# Kann mir mal jemand das Prinzip von JOINS erklären?



## frager (16. Apr 2007)

hallo, ich komm einfach nicht dahinter, wozu man joins nutzt. es gibt da so viele...outer join, left join, full join, outer left join und wo weiter. wann setzt man welche joins üblicherweise ein?

vielen dank 

ps: wiki hab ich mir schon angesehen...hätte gern mal noch ne erklärung von fachleuten!


----------



## abollm (16. Apr 2007)

Puh, das kann ganz schön lang werden.

Hier mal ein wenig aus einem Text, den ich vor geraumer Zeit zum Thema geschrieben habe (Achtung - Oracle-lastig):

Sollen Informationen aus mehreren Tabellen in einer Abfrage zusammengefasst werden, so wird eine Verknüpfung oder neudeutsch ein so genannter Join benötigt, mit dem die einzelnen Tabellen miteinander verknüpft werden.
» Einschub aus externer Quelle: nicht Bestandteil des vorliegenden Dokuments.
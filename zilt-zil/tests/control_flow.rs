//! End-to-end translation tests: build a program AST, translate it, and
//! check the emitted bytes and diagnostics.

use zilt_zil::{
    translate_program, Compilation, CompileOptions, Expr, FormNode, Item, Program, RoutineNode,
    SymbolTable, TableFlags, TableKind, TableNode, ZilError,
};
use zilt_codegen::Version;

fn form(op: &str, operands: Vec<Expr>) -> Expr {
    Expr::Form(FormNode::new(op, operands))
}

fn num(n: i32) -> Expr {
    Expr::Number(n)
}

fn atom(name: &str) -> Expr {
    Expr::Atom(name.to_string())
}

fn lvar(name: &str) -> Expr {
    Expr::LocalVar(name.to_string())
}

fn list(items: Vec<Expr>) -> Expr {
    Expr::List(items)
}

fn routine(name: &str, aux: &[&str], body: Vec<Expr>) -> Item {
    Item::Routine(RoutineNode {
        name: name.to_string(),
        activation: None,
        params: Vec::new(),
        opt_params: Vec::new(),
        aux: aux.iter().map(|s| (s.to_string(), None)).collect(),
        body,
    })
}

fn compile(version: u8, items: Vec<Item>) -> Compilation {
    try_compile(version, items).unwrap()
}

fn try_compile(version: u8, items: Vec<Item>) -> Result<Compilation, ZilError> {
    let version = Version::new(version).unwrap();
    let options = CompileOptions::new(version);
    let symbols = SymbolTable::new(version);
    translate_program(&Program { items }, options, symbols)
}

fn contains(haystack: &[u8], needle: &[u8]) -> bool {
    haystack.windows(needle.len()).any(|w| w == needle)
}

fn no_sentinels(code: &[u8]) {
    for pattern in &[
        [0x8C, 0xFF, 0xBB],
        [0x8C, 0xFF, 0xAA],
        [0x8C, 0xFF, 0xAC],
    ] {
        assert!(
            !contains(code, pattern),
            "unpatched sentinel {:02x?} in {:02x?}",
            pattern,
            code
        );
    }
}

#[test]
fn routine_level_again_reenters_the_prolog() {
    let compilation = compile(
        3,
        vec![routine(
            "GO",
            &[],
            vec![form("CRLF", vec![]), form("AGAIN", vec![])],
        )],
    );
    // new_line, then a backward jump to the post-header offset.
    assert_eq!(compilation.code, vec![0x00, 0xBB, 0x8C, 0xFF, 0xFE]);
}

#[test]
fn targeted_return_to_routine_activation_is_a_real_ret() {
    let body = form(
        "PROG",
        vec![
            list(vec![]),
            form("RETURN", vec![num(5), lvar("A")]),
        ],
    );
    let item = Item::Routine(RoutineNode {
        name: "R".to_string(),
        activation: Some("A".to_string()),
        params: Vec::new(),
        opt_params: Vec::new(),
        aux: Vec::new(),
        body: vec![body],
    });
    let compilation = compile(3, vec![item]);
    // ret #5, not a block exit.
    assert!(contains(&compilation.code, &[0x9B, 0x05]));
    no_sentinels(&compilation.code);
}

#[test]
fn targeted_return_to_named_block() {
    let body = form(
        "PROG",
        vec![
            atom("FOO"),
            list(vec![]),
            form("RETURN", vec![num(1), lvar("FOO")]),
        ],
    );
    let compilation = compile(3, vec![routine("R", &[], vec![body])]);
    // Push 1, then the targeted sentinel patched into a jump to the
    // block exit just past itself.
    assert!(contains(
        &compilation.code,
        &[0x14, 0x00, 0x01, 0x00, 0x8C, 0x00, 0x02]
    ));
    no_sentinels(&compilation.code);
}

#[test]
fn do_loop_counts_and_bumps() {
    let body = form(
        "DO",
        vec![
            list(vec![atom("X"), num(1), num(10)]),
            form("PRINTN", vec![lvar("X")]),
        ],
    );
    let compilation = compile(3, vec![routine("R", &[], vec![body])]);
    // Ascending termination test: jg local1, #10.
    assert!(contains(&compilation.code, &[0x43, 0x01, 0x0A]));
    // Step of one: inc local1.
    assert!(contains(&compilation.code, &[0x95, 0x01]));
    // A backward jump closes the loop.
    assert!(contains(&compilation.code, &[0x8C, 0xFF]));
    no_sentinels(&compilation.code);
}
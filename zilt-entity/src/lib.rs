//! Densely numbered entity references as mapping keys.
//!
//! The compiler hands out dense integer indices for the things it tracks:
//! routine-address placeholders, interned strings, data tables, block
//! activations. This crate provides the newtype plumbing for those indices
//! and vector-backed maps keyed by them, so an index of one kind cannot be
//! confused with an index of another.

#![deny(missing_docs, trivial_numeric_casts, unused_extern_crates)]
#![warn(unused_import_braces)]

/// A type wrapping a small integer index should implement `EntityRef` so it
/// can be used as the key of a `PrimaryMap` or `SecondaryMap`.
pub trait EntityRef: Copy + Eq {
    /// Create a new entity reference from a small integer.
    /// This should crash if the requested index is not representable.
    fn new(_: usize) -> Self;

    /// Get the index that was used to create this entity reference.
    fn index(self) -> usize;
}

/// Macro which provides the common implementation of a 32-bit entity
/// reference: `EntityRef`, `Default` (reserved sentinel), and `Display`
/// with the given prefix.
#[macro_export]
macro_rules! entity_impl {
    // Basic traits.
    ($entity:ident) => {
        impl $crate::EntityRef for $entity {
            fn new(index: usize) -> Self {
                debug_assert!(index < (::std::u32::MAX as usize));
                $entity(index as u32)
            }

            fn index(self) -> usize {
                self.0 as usize
            }
        }

        impl $entity {
            /// Create a new instance from a `u32`.
            #[allow(dead_code)]
            pub fn from_u32(x: u32) -> Self {
                debug_assert!(x < ::std::u32::MAX);
                $entity(x)
            }

            /// Return the underlying index value as a `u32`.
            #[allow(dead_code)]
            pub fn as_u32(self) -> u32 {
                self.0
            }
        }
    };

    // Include basic traits plus a fmt::Display implementation.
    ($entity:ident, $display_prefix:expr) => {
        entity_impl!($entity);

        impl ::std::fmt::Display for $entity {
            fn fmt(&self, f: &mut ::std::fmt::Formatter) -> ::std::fmt::Result {
                write!(f, concat!($display_prefix, "{}"), self.0)
            }
        }

        impl ::std::fmt::Debug for $entity {
            fn fmt(&self, f: &mut ::std::fmt::Formatter) -> ::std::fmt::Result {
                (self as &dyn ::std::fmt::Display).fmt(f)
            }
        }
    };
}

pub use self::iter::{Iter, IterMut};
pub use self::keys::Keys;
pub use self::map::SecondaryMap;
pub use self::primary::PrimaryMap;

mod iter;
mod keys;
mod map;
mod primary;
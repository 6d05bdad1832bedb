//! External link and map application handoff

use serde::Deserialize;
use thiserror::Error;
use tracing::info;

#[derive(Error, Debug, Clone, PartialEq, Eq)]
pub enum LinkError {
    #[error("Invalid URL: {0}")]
    InvalidUrl(String),

    #[error("No handler for {0}")]
    Unsupported(String),

    #[error("Failed to launch handler: {0}")]
    Launch(String),
}

/// Hands a URL to the platform's default handler
pub trait LinkOpener: Send + Sync {
    fn open(&self, url: &str) -> Result<(), LinkError>;
}

/// Opener that spawns the desktop's URL handler
#[derive(Debug, Clone, Copy, Default)]
pub struct SystemOpener;

impl LinkOpener for SystemOpener {
    fn open(&self, url: &str) -> Result<(), LinkError> {
        info!("Opening {}", url);

        #[cfg(target_os = "macos")]
        let mut command = {
            let mut command = std::process::Command::new("open");
            command.arg(url);
            command
        };
        #[cfg(target_os = "windows")]
        let mut command = {
            let mut command = std::process::Command::new("cmd");
            command.args(["/C", "start", url]);
            command
        };
        #[cfg(not(any(target_os = "macos", target_os = "windows")))]
        let mut command = {
            let mut command = std::process::Command::new("xdg-open");
            command.arg(url);
            command
        };

        command
            .spawn()
            .map(|_| ())
            .map_err(|e| LinkError::Launch(e.to_string()))
    }
}

/// Target platform, decides the map application URI scheme
#[derive(Debug, Clone, Copy, PartialEq, Eq, Default, Deserialize)]
#[serde(rename_all = "lowercase")]
pub enum Platform {
    Ios,
    #[default]
    Android,
}

/// URI asking the OS map application for directions to a point
pub fn directions_uri(
    platform: Platform,
    latitude: f64,
    longitude: f64,
    label: &str,
) -> Result<reqwest::Url, LinkError> {
    let lat_lng = format!("{},{}", latitude, longitude);
    let raw = match platform {
        Platform::Ios => format!("maps:{}?q={}", lat_lng, label),
        Platform::Android => format!("geo:{}?q={}({})", lat_lng, lat_lng, label),
    };

    reqwest::Url::parse(&raw).map_err(|e| LinkError::InvalidUrl(format!("{}: {}", raw, e)))
}
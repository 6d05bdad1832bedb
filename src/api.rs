//! SpaceX REST API client

use async_trait::async_trait;
use serde::{de::DeserializeOwned, Deserialize, Serialize};
use tracing::{debug, warn};

use crate::{
    config::ApiConfig,
    errors::{ApiError, LaunchTrackerError},
    models::{Launch, Launchpad},
};

/// Fields requested for each launch in a page
const LAUNCH_FIELDS: [&str; 8] = [
    "id",
    "name",
    "date_utc",
    "success",
    "links",
    "launchpad",
    "details",
    "flight_number",
];

/// Read access to the launch data source
///
/// Screens receive this as a dependency so tests can substitute a fake.
#[async_trait]
pub trait LaunchApi: Send + Sync {
    /// One page of launches, newest first
    async fn list_launches(&self, limit: u32, offset: u32) -> Result<Vec<Launch>, ApiError>;

    /// Single launchpad by id
    async fn get_launchpad(&self, id: &str) -> Result<Launchpad, ApiError>;
}

/// Request body of `POST /v5/launches/query`
#[derive(Debug, Serialize)]
pub struct LaunchQuery {
    pub query: serde_json::Map<String, serde_json::Value>,
    pub options: QueryOptions,
}

#[derive(Debug, Serialize)]
pub struct QueryOptions {
    pub limit: u32,
    pub offset: u32,
    pub sort: SortOrder,
    pub select: Vec<&'static str>,
}

#[derive(Debug, Serialize)]
pub struct SortOrder {
    pub date_utc: &'static str,
}

impl LaunchQuery {
    /// Unfiltered page query sorted by launch date, newest first
    pub fn page(limit: u32, offset: u32) -> Self {
        Self {
            query: serde_json::Map::new(),
            options: QueryOptions {
                limit,
                offset,
                sort: SortOrder { date_utc: "desc" },
                select: LAUNCH_FIELDS.to_vec(),
            },
        }
    }
}

/// Paginated response wrapper; only the documents are used
#[derive(Debug, Deserialize)]
pub struct Page<T> {
    pub docs: Vec<T>,
}

/// HTTP implementation of [`LaunchApi`]
#[derive(Debug, Clone)]
pub struct SpaceXClient {
    client: reqwest::Client,
    base_url: String,
}

impl SpaceXClient {
    /// Create a new client
    pub fn new(config: &ApiConfig) -> Result<Self, LaunchTrackerError> {
        config.validate()?;

        let client = reqwest::Client::builder()
            .timeout(config.timeout)
            .build()?;

        Ok(Self {
            client,
            base_url: config.base_url.trim_end_matches('/').to_string(),
        })
    }

    pub fn base_url(&self) -> &str {
        &self.base_url
    }

    /// Send a request and decode a JSON body, mapping every failure to [`ApiError`]
    async fn fetch<T>(&self, request: reqwest::RequestBuilder, context: &str) -> Result<T, ApiError>
    where
        T: DeserializeOwned,
    {
        let response = request.send().await.map_err(|e| {
            warn!("{}: transport failure: {}", context, e);
            ApiError::network()
        })?;

        let status = response.status();
        if !status.is_success() {
            return Err(ApiError::from_status(context, status));
        }

        response.json::<T>().await.map_err(|e| {
            warn!("{}: could not decode response: {}", context, e);
            ApiError::network()
        })
    }
}

#[async_trait]
impl LaunchApi for SpaceXClient {
    async fn list_launches(&self, limit: u32, offset: u32) -> Result<Vec<Launch>, ApiError> {
        if limit == 0 {
            return Err(ApiError::invalid_request("Page size must be at least 1"));
        }

        debug!("Fetching launches: limit={}, offset={}", limit, offset);
        let url = format!("{}/v5/launches/query", self.base_url);
        let request = self.client.post(url).json(&LaunchQuery::page(limit, offset));

        let page: Page<Launch> = self.fetch(request, "Failed to fetch launches").await?;
        Ok(page.docs)
    }

    async fn get_launchpad(&self, id: &str) -> Result<Launchpad, ApiError> {
        debug!("Fetching launchpad {}", id);
        let url = format!("{}/v4/launchpads/{}", self.base_url, id);
        self.fetch(self.client.get(url), "Failed to fetch launchpad")
            .await
    }
}
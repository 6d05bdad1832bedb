//! Device location source

use async_trait::async_trait;
use thiserror::Error;

use crate::models::UserLocation;

/// Requested fix quality
#[derive(Debug, Clone, Copy, PartialEq, Eq, Default)]
pub enum LocationAccuracy {
    Lowest,
    Low,
    #[default]
    Balanced,
    High,
}

/// Location could not be obtained. Kept apart from [`crate::errors::ApiError`].
#[derive(Error, Debug, Clone, PartialEq, Eq)]
pub enum LocationError {
    #[error("Location permission denied")]
    PermissionDenied,

    #[error("Location unavailable: {0}")]
    Unavailable(String),
}

/// One-shot position reading, asking for permission first
#[async_trait]
pub trait LocationProvider: Send + Sync {
    async fn current_location(
        &self,
        accuracy: LocationAccuracy,
    ) -> Result<UserLocation, LocationError>;
}

/// Provider backed by a configured position; no position means access is denied
#[derive(Debug, Clone, Default)]
pub struct FixedLocation {
    location: Option<UserLocation>,
}

impl FixedLocation {
    pub fn new(location: Option<UserLocation>) -> Self {
        Self { location }
    }
}

#[async_trait]
impl LocationProvider for FixedLocation {
    async fn current_location(
        &self,
        _accuracy: LocationAccuracy,
    ) -> Result<UserLocation, LocationError> {
        self.location.ok_or(LocationError::PermissionDenied)
    }
}
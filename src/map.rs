//! Launch site map screen state

use tracing::{error, info, warn};

use crate::{
    geo::{distance_km, format_distance},
    lifecycle::{Unmounted, ViewLifetime},
    links::{directions_uri, LinkOpener, Platform},
    location::{LocationAccuracy, LocationError, LocationProvider},
    models::{Launchpad, UserLocation},
};

/// Map centre used when the launchpad has no usable coordinate (Cape Canaveral)
pub const FALLBACK_CENTER: UserLocation = UserLocation {
    latitude: 28.5618571,
    longitude: -80.577366,
};

#[derive(Debug, Clone, PartialEq)]
pub enum LocationState {
    Loading,
    Located {
        user: UserLocation,
        distance_km: f64,
    },
    /// User refused location access; offers the settings prompt
    PermissionDenied,
    /// Device could not produce a fix; offers a retry
    Unavailable { reason: String },
}

#[derive(Debug, Clone, Copy, PartialEq, Eq)]
pub enum MarkerKind {
    Launchpad,
    User,
}

#[derive(Debug, Clone, PartialEq)]
pub struct Marker {
    pub kind: MarkerKind,
    pub coordinate: UserLocation,
    pub title: String,
    pub description: Option<String>,
}

/// Visible map area
#[derive(Debug, Clone, Copy, PartialEq)]
pub struct Region {
    pub center: UserLocation,
    pub latitude_delta: f64,
    pub longitude_delta: f64,
}

/// Shown when location access is denied
pub const PERMISSION_PROMPT_TITLE: &str = "Location Permission Required";
pub const PERMISSION_PROMPT_MESSAGE: &str = "This app needs location access to show your distance from launch sites and provide directions.";

#[derive(Debug, Clone)]
pub struct LaunchSiteMap {
    launchpad: Launchpad,
    location: LocationState,
    alert: Option<String>,
}

impl LaunchSiteMap {
    pub fn new(launchpad: Launchpad) -> Self {
        Self {
            launchpad,
            location: LocationState::Loading,
            alert: None,
        }
    }

    pub fn launchpad(&self) -> &Launchpad {
        &self.launchpad
    }

    pub fn location(&self) -> &LocationState {
        &self.location
    }

    fn site(&self) -> UserLocation {
        UserLocation {
            latitude: self.launchpad.latitude,
            longitude: self.launchpad.longitude,
        }
    }

    /// Request the device position and compute the distance to the launchpad
    pub async fn locate(
        &mut self,
        provider: &dyn LocationProvider,
        lifetime: &ViewLifetime,
    ) -> Result<(), Unmounted> {
        self.location = LocationState::Loading;

        let result = lifetime
            .guard(provider.current_location(LocationAccuracy::Balanced))
            .await?;

        self.location = match result {
            Ok(user) => {
                let distance_km = distance_km(
                    user.latitude,
                    user.longitude,
                    self.launchpad.latitude,
                    self.launchpad.longitude,
                );
                info!(
                    "User location obtained: lat={}, lon={}, distance_km={:.1}",
                    user.latitude, user.longitude, distance_km
                );
                LocationState::Located { user, distance_km }
            }
            Err(LocationError::PermissionDenied) => {
                warn!("Location permission denied");
                LocationState::PermissionDenied
            }
            Err(LocationError::Unavailable(reason)) => {
                error!("Failed to get user location: {}", reason);
                LocationState::Unavailable { reason }
            }
        };
        Ok(())
    }

    /// Retry after the device failed to produce a fix
    pub async fn retry(
        &mut self,
        provider: &dyn LocationProvider,
        lifetime: &ViewLifetime,
    ) -> Result<(), Unmounted> {
        if !matches!(self.location, LocationState::Unavailable { .. }) {
            return Ok(());
        }
        self.locate(provider, lifetime).await
    }

    pub fn distance_label(&self) -> Option<String> {
        match self.location {
            LocationState::Located { distance_km, .. } => Some(format_distance(distance_km)),
            _ => None,
        }
    }

    pub fn markers(&self) -> Vec<Marker> {
        let mut markers = vec![Marker {
            kind: MarkerKind::Launchpad,
            coordinate: self.site(),
            title: self.launchpad.full_name.clone(),
            description: Some(format!(
                "{}, {}",
                self.launchpad.locality, self.launchpad.region
            )),
        }];
        if let LocationState::Located { user, .. } = self.location {
            markers.push(Marker {
                kind: MarkerKind::User,
                coordinate: user,
                title: "Your Location".to_string(),
                description: None,
            });
        }
        markers
    }

    /// Points the map zooms to fit: the launchpad, then the user when known
    pub fn fit_coordinates(&self) -> Vec<UserLocation> {
        self.markers().into_iter().map(|m| m.coordinate).collect()
    }

    pub fn initial_region(&self) -> Region {
        let center = if self.launchpad.latitude == 0.0 || self.launchpad.longitude == 0.0 {
            FALLBACK_CENTER
        } else {
            self.site()
        };
        let delta = match self.location {
            LocationState::Located { .. } => 1.0,
            _ => 0.1,
        };
        Region {
            center,
            latitude_delta: delta,
            longitude_delta: delta,
        }
    }

    /// Ask the OS map application for directions to the launchpad
    pub fn directions(&mut self, opener: &dyn LinkOpener, platform: Platform) {
        info!("Opening directions for {}", self.launchpad.full_name);
        let result = directions_uri(
            platform,
            self.launchpad.latitude,
            self.launchpad.longitude,
            &self.launchpad.full_name,
        )
        .and_then(|url| opener.open(url.as_str()));

        if let Err(e) = result {
            error!("Unable to open maps application: {}", e);
            self.alert = Some("Unable to open maps application".to_string());
        }
    }

    /// Blocking alert from a failed directions request; returned once
    pub fn take_alert(&mut self) -> Option<String> {
        self.alert.take()
    }

    /// Developer diagnostics, only with the debug flag on
    pub fn debug_overlay(&self, enabled: bool) -> Option<String> {
        if !enabled {
            return None;
        }
        Some(format!(
            "Lat: {:.4} | Lng: {:.4}",
            self.launchpad.latitude, self.launchpad.longitude
        ))
    }
}
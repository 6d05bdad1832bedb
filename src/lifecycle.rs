//! Screen lifetime tracking
//!
//! Every screen owns a [`ViewLifetime`]. Asynchronous work started by the
//! screen runs through [`ViewLifetime::guard`], which resolves to
//! [`Unmounted`] once the screen is gone so that late results are never
//! applied to a dead view.

use std::future::Future;

use thiserror::Error;
use tokio_util::sync::CancellationToken;
use tracing::debug;

/// The owning screen was closed before the operation completed
#[derive(Error, Debug, Clone, Copy, PartialEq, Eq)]
#[error("view unmounted")]
pub struct Unmounted;

#[derive(Debug, Clone, Default)]
pub struct ViewLifetime {
    token: CancellationToken,
}

impl ViewLifetime {
    pub fn new() -> Self {
        Self::default()
    }

    /// Mark the screen as gone. Pending guarded operations resolve to `Unmounted`.
    pub fn unmount(&self) {
        self.token.cancel();
    }

    pub fn is_mounted(&self) -> bool {
        !self.token.is_cancelled()
    }

    /// Run `fut` for as long as the screen is mounted.
    ///
    /// The token is checked again after completion, so a result that races
    /// with `unmount` is still discarded.
    pub async fn guard<F, T>(&self, fut: F) -> Result<T, Unmounted>
    where
        F: Future<Output = T>,
    {
        let output = tokio::select! {
            _ = self.token.cancelled() => None,
            output = fut => Some(output),
        };

        match output {
            Some(output) if self.is_mounted() => Ok(output),
            _ => {
                debug!("Dropping result for unmounted view");
                Err(Unmounted)
            }
        }
    }
}

#[cfg(test)]
mod tests {
    use super::*;

    #[tokio::test]
    async fn guard_passes_result_while_mounted() {
        let lifetime = ViewLifetime::new();
        assert_eq!(lifetime.guard(async { 7 }).await, Ok(7));
    }

    #[tokio::test]
    async fn guard_drops_result_after_unmount() {
        let lifetime = ViewLifetime::new();
        lifetime.unmount();
        assert_eq!(lifetime.guard(async { 7 }).await, Err(Unmounted));
        assert!(!lifetime.is_mounted());
    }

    #[tokio::test]
    async fn unmount_interrupts_pending_operation() {
        let lifetime = ViewLifetime::new();
        let clone = lifetime.clone();

        let pending = tokio::spawn(async move {
            clone
                .guard(std::future::pending::<()>())
                .await
        });
        tokio::task::yield_now().await;
        lifetime.unmount();

        assert_eq!(pending.await.unwrap(), Err(Unmounted));
    }
}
Diese Beziehung wird in der Regel über die Primär- oder Fremdschlüsselspalte(n) realisiert.

Datenbanktechnisch werden durch die Verknüpfung der gemeinsamen zwei Felder die Datensätze aus der Abfrage gestrichen, die nicht in beiden Tabellen vorkommen. Grundsätzlich können in solchen Fällen aber auch Datensätze vervielfältigt werden, wenn das gemeinsame Feld in einer der Tabellen mehrfach vorkommt.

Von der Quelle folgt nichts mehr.